Él no dijo ni una palabra. Cruzó la habitación en tres zancadas, se arrodilló sobre la alfombra y la rodeó con fuerza por la cintura, hundiendo su rostro empapado contra ella.
—Siento mucho haber llegado tarde —susurró con voz ahogada—. Mi padre me encerró en su despacho. Tuve que romper la ventana para salir.

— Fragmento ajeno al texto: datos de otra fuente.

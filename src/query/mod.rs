//! Query features: turns a request's query string into a `QuerySpec` the stores execute.

mod pipeline;
mod spec;

pub use pipeline::{
    build, filter, limit_fields, paginate, sort, Stage, DEFAULT_LIMIT, DEFAULT_PAGE, MAX_LIMIT,
    RESERVED_KEYS, STAGES,
};
pub use spec::{
    Comparison, Condition, Direction, Predicate, Projection, QuerySpec, RequestQuery,
    ResolvedProjection, SortKey, TypedPredicate,
};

Cynthia presionó las manos contra sus hombros, tratando de empujarlo hacia atrás. —Tienes que irte —gritó, con las lágrimas mezclándose con el agua de lluvia en su rostro—. Mi madre es una fugitiva. Si te quedas conmigo, tu familia te repudiará. Lo perderás todo.
Gerard la miró. Sus ojos eran intensos y completamente firmes.
Metió la mano en el bolsillo de su chaqueta empapada y sacó una pequeña caja de terciopelo. Estaba estropeada por la lluvia, pero la abrió de todos modos.
Dentro había un enorme anillo de diamantes impecable.
«No me importa el dinero de los Hayes», dijo Gerard, con la voz resonando con absoluta certeza. «No me importa quién sea tu madre. Solo me importas tú». Respiró hondo. «Si mi familia me echa, adoptaré tu apellido. Cásate conmigo, Cynthia».
Cynthia se quedó mirando el anillo. Un sollozo entrecortado se le escapó de la garganta y le rodeó el cuello con los brazos, atrayéndolo hacia ella en un beso desesperado.
Eliza se quedó de pie en las sombras del pasillo, observándolos.
Una sonrisa cálida y tranquila se dibujó en su rostro. Las nubes oscuras que se cernían sobre la familia Koch por fin empezaban a disiparse.
Más tarde esa noche, Eliza se sentó sola en el dormitorio principal.
Abrió su portátil e inició una videollamada segura.
La pantalla parpadeó y apareció el rostro de Dallas. Estaba de pie en el gimnasio privado de su casa, con una camiseta gris empapada de sudor, acababa de soltar la barra de dominadas y le temblaban los brazos por el esfuerzo de la fisioterapia. Parecía agotado, pero en cuanto vio su rostro, sus ojos oscuros se iluminaron.
—He oído que hoy has hecho de casamentera —sonrió Dallas, con el pecho aún agitado mientras recuperaba el aliento.